• Work order:
Output the data below exactly, down to the last character.

Collected data entries:
....
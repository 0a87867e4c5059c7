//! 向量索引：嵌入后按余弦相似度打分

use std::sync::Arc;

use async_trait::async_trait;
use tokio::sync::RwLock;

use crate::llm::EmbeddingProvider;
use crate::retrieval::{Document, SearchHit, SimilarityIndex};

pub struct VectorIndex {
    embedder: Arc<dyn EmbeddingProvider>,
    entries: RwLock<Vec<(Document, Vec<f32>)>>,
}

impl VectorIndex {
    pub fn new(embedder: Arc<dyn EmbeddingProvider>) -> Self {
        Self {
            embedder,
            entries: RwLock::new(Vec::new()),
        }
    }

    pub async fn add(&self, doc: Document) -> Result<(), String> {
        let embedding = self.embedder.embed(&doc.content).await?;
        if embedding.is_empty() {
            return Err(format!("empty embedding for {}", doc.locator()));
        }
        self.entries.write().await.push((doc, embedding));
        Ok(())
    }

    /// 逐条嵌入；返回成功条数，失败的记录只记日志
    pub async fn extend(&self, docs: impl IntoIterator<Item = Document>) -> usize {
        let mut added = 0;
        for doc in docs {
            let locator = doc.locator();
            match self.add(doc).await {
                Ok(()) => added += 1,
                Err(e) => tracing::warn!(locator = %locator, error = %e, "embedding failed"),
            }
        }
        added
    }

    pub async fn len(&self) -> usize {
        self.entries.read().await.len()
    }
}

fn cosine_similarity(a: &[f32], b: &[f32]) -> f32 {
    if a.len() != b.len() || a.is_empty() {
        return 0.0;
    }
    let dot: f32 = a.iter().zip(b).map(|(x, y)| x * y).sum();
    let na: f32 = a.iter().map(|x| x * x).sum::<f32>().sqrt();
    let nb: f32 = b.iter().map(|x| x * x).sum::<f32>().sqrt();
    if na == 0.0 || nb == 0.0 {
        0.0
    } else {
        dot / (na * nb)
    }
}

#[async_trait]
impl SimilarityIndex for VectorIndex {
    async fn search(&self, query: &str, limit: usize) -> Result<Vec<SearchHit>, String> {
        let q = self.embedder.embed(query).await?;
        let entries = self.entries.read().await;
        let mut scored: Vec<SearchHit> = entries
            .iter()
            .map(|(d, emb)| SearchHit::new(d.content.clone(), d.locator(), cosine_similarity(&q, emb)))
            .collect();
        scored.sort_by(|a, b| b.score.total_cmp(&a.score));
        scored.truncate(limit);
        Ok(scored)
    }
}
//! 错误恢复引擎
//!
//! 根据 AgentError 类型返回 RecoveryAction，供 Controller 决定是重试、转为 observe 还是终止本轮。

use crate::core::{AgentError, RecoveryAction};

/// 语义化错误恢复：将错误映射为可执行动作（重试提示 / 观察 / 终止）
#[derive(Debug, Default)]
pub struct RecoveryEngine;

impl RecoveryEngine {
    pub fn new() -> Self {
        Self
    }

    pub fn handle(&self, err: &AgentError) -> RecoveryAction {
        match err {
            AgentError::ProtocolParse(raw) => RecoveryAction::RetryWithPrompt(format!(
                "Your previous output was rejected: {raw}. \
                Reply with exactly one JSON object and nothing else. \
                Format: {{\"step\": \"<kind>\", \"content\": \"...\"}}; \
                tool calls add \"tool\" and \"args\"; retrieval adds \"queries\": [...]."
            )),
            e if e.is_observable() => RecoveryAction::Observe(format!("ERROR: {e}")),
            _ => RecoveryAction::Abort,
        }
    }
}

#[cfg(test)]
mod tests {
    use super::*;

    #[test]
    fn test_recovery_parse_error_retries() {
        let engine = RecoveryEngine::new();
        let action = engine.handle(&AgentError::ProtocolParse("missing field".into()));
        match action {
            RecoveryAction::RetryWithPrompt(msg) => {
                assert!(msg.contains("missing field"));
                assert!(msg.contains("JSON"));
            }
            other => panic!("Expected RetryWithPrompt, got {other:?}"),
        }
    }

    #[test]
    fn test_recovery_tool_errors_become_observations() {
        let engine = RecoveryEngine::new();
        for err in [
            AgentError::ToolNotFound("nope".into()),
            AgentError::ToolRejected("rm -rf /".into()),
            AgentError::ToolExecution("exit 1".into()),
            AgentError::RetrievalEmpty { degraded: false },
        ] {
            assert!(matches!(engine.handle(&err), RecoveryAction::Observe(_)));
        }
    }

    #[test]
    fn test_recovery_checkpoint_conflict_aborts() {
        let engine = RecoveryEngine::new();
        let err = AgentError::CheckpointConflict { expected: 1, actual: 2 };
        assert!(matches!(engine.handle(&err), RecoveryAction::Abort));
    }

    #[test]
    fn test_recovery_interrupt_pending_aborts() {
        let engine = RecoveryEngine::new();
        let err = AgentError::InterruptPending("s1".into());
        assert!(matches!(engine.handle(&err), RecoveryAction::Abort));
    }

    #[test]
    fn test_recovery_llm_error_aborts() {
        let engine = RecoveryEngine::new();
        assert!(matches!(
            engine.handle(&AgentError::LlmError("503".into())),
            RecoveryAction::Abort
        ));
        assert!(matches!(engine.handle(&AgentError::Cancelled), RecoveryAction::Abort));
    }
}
....
• Your solution:
repository 0a87867e4c5059c7
//! 向量索引：嵌入后按余弦相似度打分

use std::sync::Arc;

use async_trait::async_trait;
use tokio::sync::RwLock;

use crate::llm::EmbeddingProvider;
use crate::retrieval::{Document, SearchHit, SimilarityIndex};

pub struct VectorIndex {
    embedder: Arc<dyn EmbeddingProvider>,
    entries: RwLock<Vec<(Document, Vec<f32>)>>,
}

impl VectorIndex {
    pub fn new(embedder: Arc<dyn EmbeddingProvider>) -> Self {
        Self {
            embedder,
            entries: RwLock::new(Vec::new()),
        }
    }

    pub async fn add(&self, doc: Document) -> Result<(), String> {
        let embedding = self.embedder.embed(&doc.content).await?;
        if embedding.is_empty() {
            return Err(format!("empty embedding for {}", doc.locator()));
        }
        self.entries.write().await.push((doc, embedding));
        Ok(())
    }

    /// 逐条嵌入；返回成功条数，失败的记录只记日志
    pub async fn extend(&self, docs: impl IntoIterator<Item = Document>) -> usize {
        let mut added = 0;
        for doc in docs {
            let locator = doc.locator();
            match self.add(doc).await {
                Ok(()) => added += 1,
                Err(e) => tracing::warn!(locator = %locator, error = %e, "embedding failed"),
            }
        }
        added
    }

    pub async fn len(&self) -> usize {
        self.entries.read().await.len()
    }
}

fn cosine_similarity(a: &[f32], b: &[f32]) -> f32 {
    if a.len() != b.len() || a.is_empty() {
        return 0.0;
    }
    let dot: f32 = a.iter().zip(b).map(|(x, y)| x * y).sum();
    let na: f32 = a.iter().map(|x| x * x).sum::<f32>().sqrt();
    let nb: f32 = b.iter().map(|x| x * x).sum::<f32>().sqrt();
    if na == 0.0 || nb == 0.0 {
        0.0
    } else {
        dot / (na * nb)
    }
}

#[async_trait]
impl SimilarityIndex for VectorIndex {
    async fn search(&self, query: &str, limit: usize) -> Result<Vec<SearchHit>, String> {
        let q = self.embedder.embed(query).await?;
        let entries = self.entries.read().await;
        let mut scored: Vec<SearchHit> = entries
            .iter()
            .map(|(d, emb)| SearchHit::new(d.content.clone(), d.locator(), cosine_similarity(&q, emb)))
            .collect();
        scored.sort_by(|a, b| b.score.total_cmp(&a.score));
        scored.truncate(limit);
        Ok(scored)
    }
}
//! 错误恢复引擎
//!
//! 根据 AgentError 类型返回 RecoveryAction，供 Controller 决定是重试、转为 observe 还是终止本轮。

use crate::core::{AgentError, RecoveryAction};

/// 语义化错误恢复：将错误映射为可执行动作（重试提示 / 观察 / 终止）
#[derive(Debug, Default)]
pub struct RecoveryEngine;

impl RecoveryEngine {
    pub fn new() -> Self {
        Self
    }

    pub fn handle(&self, err: &AgentError) -> RecoveryAction {
        match err {
            AgentError::ProtocolParse(raw) => RecoveryAction::RetryWithPrompt(format!(
                "Your previous output was rejected: {raw}. \
                Reply with exactly one JSON object and nothing else. \
                Format: {{\"step\": \"<kind>\", \"content\": \"...\"}}; \
                tool calls add \"tool\" and \"args\"; retrieval adds \"queries\": [...]."
            )),
            e if e.is_observable() => RecoveryAction::Observe(format!("ERROR: {e}")),
            _ => RecoveryAction::Abort,
        }
    }
}

#[cfg(test)]
mod tests {
    use super::*;

    #[test]
    fn test_recovery_parse_error_retries() {
        let engine = RecoveryEngine::new();
        let action = engine.handle(&AgentError::ProtocolParse("missing field".into()));
        match action {
            RecoveryAction::RetryWithPrompt(msg) => {
                assert!(msg.contains("missing field"));
                assert!(msg.contains("JSON"));
            }
            other => panic!("Expected RetryWithPrompt, got {other:?}"),
        }
    }

    #[test]
    fn test_recovery_tool_errors_become_observations() {
        let engine = RecoveryEngine::new();
        for err in [
            AgentError::ToolNotFound("nope".into()),
            AgentError::ToolRejected("rm -rf /".into()),
            AgentError::ToolExecution("exit 1".into()),
            AgentError::RetrievalEmpty { degraded: false },
        ] {
            assert!(matches!(engine.handle(&err), RecoveryAction::Observe(_)));
        }
    }

    #[test]
    fn test_recovery_checkpoint_conflict_aborts() {
        let engine = RecoveryEngine::new();
        let err = AgentError::CheckpointConflict { expected: 1, actual: 2 };
        assert!(matches!(engine.handle(&err), RecoveryAction::Abort));
    }

    #[test]
    fn test_recovery_interrupt_pending_aborts() {
        let engine = RecoveryEngine::new();
        let err = AgentError::InterruptPending("s1".into());
        assert!(matches!(engine.handle(&err), RecoveryAction::Abort));
    }

    #[test]
    fn test_recovery_llm_error_aborts() {
        let engine = RecoveryEngine::new();
        assert!(matches!(
            engine.handle(&AgentError::LlmError("503".into())),
            RecoveryAction::Abort
        ));
        assert!(matches!(engine.handle(&AgentError::Cancelled), RecoveryAction::Abort));
    }
}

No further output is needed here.